- Activity -
Copy out the records again. Change nothing.

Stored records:
▶

use std::sync::Arc;

use async_trait::async_trait;
use lettre::{
    AsyncSmtpTransport, AsyncTransport, Message, Tokio1Executor, message::header::ContentType,
    transport::smtp::authentication::Credentials,
};

use crate::config::MailConfig;

/// 邮件发送错误
#[derive(Debug, thiserror::Error)]
pub enum MailError {
    #[error("SMTP transport error: {0}")]
    Transport(#[from] lettre::transport::smtp::Error),
    #[error("Email address parse error: {0}")]
    Address(#[from] lettre::address::AddressError),
    #[error("Email build error: {0}")]
    Build(String),
}

/// 纯文本邮件
#[derive(Debug, Clone, PartialEq, Eq)]
pub struct OutgoingMail {
    pub to: String,
    pub subject: String,
    pub text: String,
}

impl OutgoingMail {
    pub fn otp(to: &str, code: &str, valid_for_secs: u64) -> Self {
        Self {
            to: to.to_string(),
            subject: "Your OTP Code".to_string(),
            text: format!(
                "Your OTP code is {}. It is valid for {} minutes.",
                code,
                valid_for_secs.div_ceil(60)
            ),
        }
    }

    pub fn welcome(to: &str, username: &str) -> Self {
        Self {
            to: to.to_string(),
            subject: "Welcome to Syncup".to_string(),
            text: format!(
                "Hello {}, welcome to Syncup! Your account has been created successfully. \
                 Please verify your email to start using the platform.",
                username
            ),
        }
    }
}

#[async_trait]
pub trait Mailer: Send + Sync {
    async fn send(&self, mail: OutgoingMail) -> Result<(), MailError>;
}

/// 后台发送，不阻塞请求；失败只记录日志
pub fn dispatch(mailer: Arc<dyn Mailer>, mail: OutgoingMail) {
    tokio::spawn(async move {
        let to = mail.to.clone();
        tracing::info!("Sending mail to {}", to);
        if let Err(e) = mailer.send(mail).await {
            tracing::error!("Error sending email to {}: {}", to, e);
        }
    });
}

/// SMTP (STARTTLS) 发送
pub struct SmtpMailer {
    config: MailConfig,
    transport: AsyncSmtpTransport<Tokio1Executor>,
}

impl SmtpMailer {
    pub fn new(config: MailConfig) -> Result<Self, MailError> {
        let mut builder =
            AsyncSmtpTransport::<Tokio1Executor>::starttls_relay(&config.host)?.port(config.port);

        if let (Some(user), Some(pass)) = (&config.username, &config.password) {
            builder = builder.credentials(Credentials::new(user.clone(), pass.clone()));
        }

        Ok(Self {
            transport: builder.build(),
            config,
        })
    }
}

#[async_trait]
impl Mailer for SmtpMailer {
    async fn send(&self, mail: OutgoingMail) -> Result<(), MailError> {
        let message = Message::builder()
            .from(self.config.from_address.parse()?)
            .to(mail.to.parse()?)
            .subject(mail.subject)
            .header(ContentType::TEXT_PLAIN)
            .body(mail.text)
            .map_err(|e| MailError::Build(e.to_string()))?;

        self.transport.send(message).await?;
        tracing::info!(to = %mail.to, "Mail sent");
        Ok(())
    }
}

/// 未配置 SMTP 时使用，只打印日志
pub struct LogMailer;

#[async_trait]
impl Mailer for LogMailer {
    async fn send(&self, mail: OutgoingMail) -> Result<(), MailError> {
        tracing::warn!(
            to = %mail.to,
            subject = %mail.subject,
            "MAIL_HOST not configured, mail not delivered"
        );
        Ok(())
    }
}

◀

- Response to this exercise -
use std::sync::Arc;

use async_trait::async_trait;
use lettre::{
    AsyncSmtpTransport, AsyncTransport, Message, Tokio1Executor, message::header::ContentType,
    transport::smtp::authentication::Credentials,
};

use crate::config::MailConfig;

/// 邮件发送错误
#[derive(Debug, thiserror::Error)]
pub enum MailError {
    #[error("SMTP transport error: {0}")]
    Transport(#[from] lettre::transport::smtp::Error),
    #[error("Email address parse error: {0}")]
    Address(#[from] lettre::address::AddressError),
    #[error("Email build error: {0}")]
    Build(String),
}

/// 纯文本邮件
#[derive(Debug, Clone, PartialEq, Eq)]
pub struct OutgoingMail {
    pub to: String,
    pub subject: String,
    pub text: String,
}

impl OutgoingMail {
    pub fn otp(to: &str, code: &str, valid_for_secs: u64) -> Self {
        Self {
            to: to.to_string(),
            subject: "Your OTP Code".to_string(),
            text: format!(
                "Your OTP code is {}. It is valid for {} minutes.",
                code,
                valid_for_secs.div_ceil(60)
            ),
        }
    }

    pub fn welcome(to: &str, username: &str) -> Self {
        Self {
            to: to.to_string(),
            subject: "Welcome to Syncup".to_string(),
            text: format!(
                "Hello {}, welcome to Syncup! Your account has been created successfully. \
                 Please verify your email to start using the platform.",
                username
            ),
        }
    }
}

#[async_trait]
pub trait Mailer: Send + Sync {
    async fn send(&self, mail: OutgoingMail) -> Result<(), MailError>;
}

/// 后台发送，不阻塞请求；失败只记录日志
pub fn dispatch(mailer: Arc<dyn Mailer>, mail: OutgoingMail) {
    tokio::spawn(async move {
        let to = mail.to.clone();
        tracing::info!("Sending mail to {}", to);
        if let Err(e) = mailer.send(mail).await {
            tracing::error!("Error sending email to {}: {}", to, e);
        }
    });
}

/// SMTP (STARTTLS) 发送
pub struct SmtpMailer {
    config: MailConfig,
    transport: AsyncSmtpTransport<Tokio1Executor>,
}

impl SmtpMailer {
    pub fn new(config: MailConfig) -> Result<Self, MailError> {
        let mut builder =
            AsyncSmtpTransport::<Tokio1Executor>::starttls_relay(&config.host)?.port(config.port);

        if let (Some(user), Some(pass)) = (&config.username, &config.password) {
            builder = builder.credentials(Credentials::new(user.clone(), pass.clone()));
        }

        Ok(Self {
            transport: builder.build(),
            config,
        })
    }
}

#[async_trait]
impl Mailer for SmtpMailer {
    async fn send(&self, mail: OutgoingMail) -> Result<(), MailError> {
        let message = Message::builder()
            .from(self.config.from_address.parse()?)
            .to(mail.to.parse()?)
            .subject(mail.subject)
            .header(ContentType::TEXT_PLAIN)
            .body(mail.text)
            .map_err(|e| MailError::Build(e.to_string()))?;

        self.transport.send(message).await?;
        tracing::info!(to = %mail.to, "Mail sent");
        Ok(())
    }
}

/// 未配置 SMTP 时使用，只打印日志
pub struct LogMailer;

#[async_trait]
impl Mailer for LogMailer {
    async fn send(&self, mail: OutgoingMail) -> Result<(), MailError> {
        tracing::warn!(
            to = %mail.to,
            subject = %mail.subject,
            "MAIL_HOST not configured, mail not delivered"
        );
        Ok(())
    }
}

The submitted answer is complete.